(Stored data entries)
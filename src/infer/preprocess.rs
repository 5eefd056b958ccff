use anyhow::Result;
use image::imageops::{self, FilterType};
use ndarray::Array4;

use crate::frame::Frame;

pub const IMAGENET_MEAN: [f32; 3] = [0.485, 0.456, 0.406];
pub const IMAGENET_STD: [f32; 3] = [0.229, 0.224, 0.225];

/// Build the `1x3xSxS` model input for a frame.
///
/// The frame is resized bicubically to `size x size` (aspect ratio not kept),
/// scaled to `[0, 1]`, then normalized with ImageNet mean and std.
pub fn to_model_input(frame: &Frame, size: u32) -> Result<Array4<f32>> {
    let rgb = frame.to_rgb_image()?;
    let resized = if rgb.dimensions() == (size, size) {
        rgb
    } else {
        imageops::resize(&rgb, size, size, FilterType::CatmullRom)
    };

    let side = size as usize;
    let mut input = Array4::<f32>::zeros((1, 3, side, side));
    for (x, y, pixel) in resized.enumerate_pixels() {
        for c in 0..3 {
            let v = pixel[c] as f32 / 255.0;
            input[[0, c, y as usize, x as usize]] = (v - IMAGENET_MEAN[c]) / IMAGENET_STD[c];
        }
    }
    Ok(input)
}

Assignment:
The "let rgb = frame.to_rgb_image()?;" line through the last line above: set these down exactly and add nothing else.

Task result:
    let rgb = frame.to_rgb_image()?;
    let resized = if rgb.dimensions() == (size, size) {
        rgb
    } else {
        imageops::resize(&rgb, size, size, FilterType::CatmullRom)
    };

    let side = size as usize;
    let mut input = Array4::<f32>::zeros((1, 3, side, side));
    for (x, y, pixel) in resized.enumerate_pixels() {
        for c in 0..3 {
            let v = pixel[c] as f32 / 255.0;
            input[[0, c, y as usize, x as usize]] = (v - IMAGENET_MEAN[c]) / IMAGENET_STD[c];
        }
    }
    Ok(input)
}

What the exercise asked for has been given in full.